-- WHAT NEEDS TO BE DONE --
Wherever a line below holds the word "bytes", copy that line.

[Stored data]
##############################

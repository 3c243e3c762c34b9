//! Serial Port Transport
//!
//! Opens the RS-485 adapter in raw 8N1 mode with no flow control.

use crate::transport::{Transport, TransportError};
use serde::{Deserialize, Serialize};
use serialport::{ClearBuffer, DataBits, FlowControl, Parity, SerialPort, StopBits};
use std::io::{self, Read, Write};
use std::time::Duration;
use tracing::{debug, info, warn};

/// Baud rates accepted at open time
pub const SUPPORTED_BAUD_RATES: [u32; 3] = [9600, 19200, 115200];

/// Serial line configuration
#[derive(Debug, Clone, PartialEq, Eq, Serialize, Deserialize)]
#[serde(default)]
pub struct SerialConfig {
    /// Device path (e.g., "/dev/ttyUSB0" or "COM3")
    pub device: String,
    /// Line speed, one of [`SUPPORTED_BAUD_RATES`]
    pub baud_rate: u32,
    /// Minimum bytes per read. Accepted for config compatibility but not
    /// applied: a read returns as soon as any byte is available.
    pub vmin: u8,
    /// Inter-character timeout in deciseconds
    pub vtime_ds: u8,
}

impl Default for SerialConfig {
    fn default() -> Self {
        Self {
            device: "/dev/ttyUSB0".to_string(),
            baud_rate: 19200,
            vmin: 0,
            vtime_ds: 1,
        }
    }
}

impl SerialConfig {
    /// Create a config for `device` at `baud_rate` with default timeouts
    pub fn new(device: impl Into<String>, baud_rate: u32) -> Self {
        Self {
            device: device.into(),
            baud_rate,
            ..Default::default()
        }
    }

    /// Check the baud rate against the supported set
    pub fn validate(&self) -> Result<(), TransportError> {
        if SUPPORTED_BAUD_RATES.contains(&self.baud_rate) {
            Ok(())
        } else {
            Err(TransportError::UnsupportedBaudRate(self.baud_rate))
        }
    }

    /// Blocking read timeout derived from `vtime_ds`
    pub fn read_timeout(&self) -> Duration {
        Duration::from_millis(u64::from(self.vtime_ds) * 100)
    }
}

/// Serial transport owning at most one open port handle
pub struct SerialTransport {
    port: Option<Box<dyn SerialPort>>,
    config: Option<SerialConfig>,
    last_error: String,
}

impl SerialTransport {
    /// Create an unconfigured, closed transport
    pub fn new() -> Self {
        Self {
            port: None,
            config: None,
            last_error: String::new(),
        }
    }

    /// Create a closed transport with a stored configuration
    pub fn with_config(config: SerialConfig) -> Self {
        let mut transport = Self::new();
        transport.config = Some(config);
        transport
    }

    /// Store `config` and open with it
    pub fn open_with(&mut self, config: SerialConfig) -> Result<(), TransportError> {
        self.config = Some(config);
        self.open()
    }

    /// Get the stored configuration
    pub fn config(&self) -> Option<&SerialConfig> {
        self.config.as_ref()
    }

    fn open_port(&mut self) -> Result<(), TransportError> {
        let config = self.config.clone().ok_or(TransportError::NotConfigured)?;

        if self.is_open() {
            debug!("Reopening {}", config.device);
            self.close();
        }

        config.validate()?;
        if config.vmin > 0 {
            debug!("vmin={} is not applied, reads return as soon as any byte arrives", config.vmin);
        }

        let port = serialport::new(&config.device, config.baud_rate)
            .data_bits(DataBits::Eight)
            .parity(Parity::None)
            .stop_bits(StopBits::One)
            .flow_control(FlowControl::None)
            .timeout(config.read_timeout())
            .open()
            .map_err(|source| TransportError::Open {
                device: config.device.clone(),
                source,
            })?;

        // Stale bytes from before the open would only cost a resync
        port.clear(ClearBuffer::Input)
            .map_err(|source| TransportError::Open {
                device: config.device.clone(),
                source,
            })?;

        info!(
            "Opened {} at {} baud (timeout {:?})",
            config.device,
            config.baud_rate,
            config.read_timeout()
        );
        self.port = Some(port);
        Ok(())
    }

    fn record<T>(&mut self, result: Result<T, TransportError>) -> Result<T, TransportError> {
        if let Err(err) = &result {
            self.last_error = err.to_string();
        }
        result
    }
}

impl Default for SerialTransport {
    fn default() -> Self {
        Self::new()
    }
}

impl Transport for SerialTransport {
    fn open(&mut self) -> Result<(), TransportError> {
        let result = self.open_port();
        if let Err(err) = &result {
            warn!("Serial open failed: {}", err);
        }
        self.record(result)
    }

    fn close(&mut self) {
        if self.port.take().is_some() {
            info!(
                "Closed {}",
                self.config.as_ref().map_or("serial port", |c| c.device.as_str())
            );
        }
    }

    fn is_open(&self) -> bool {
        self.port.is_some()
    }

    fn read(&mut self, buf: &mut [u8]) -> Result<usize, TransportError> {
        let result = match self.port.as_mut() {
            None => Err(TransportError::NotOpen("Read")),
            Some(port) => match port.read(buf) {
                Ok(n) => Ok(n),
                Err(err) if err.kind() == io::ErrorKind::TimedOut => Ok(0),
                Err(source) => Err(TransportError::Io { op: "read", source }),
            },
        };
        self.record(result)
    }

    fn write(&mut self, buf: &[u8]) -> Result<usize, TransportError> {
        let result = match self.port.as_mut() {
            None => Err(TransportError::NotOpen("Write")),
            Some(port) => port
                .write(buf)
                .map_err(|source| TransportError::Io { op: "write", source }),
        };
        self.record(result)
    }

    fn last_error(&self) -> &str {
        &self.last_error
    }
}

impl Drop for SerialTransport {
    fn drop(&mut self) {
        self.close();
    }
}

##############################

-- RESPONSE FOR THIS EXERCISE --
    /// Minimum bytes per read. Accepted for config compatibility but not
        // Stale bytes from before the open would only cost a resync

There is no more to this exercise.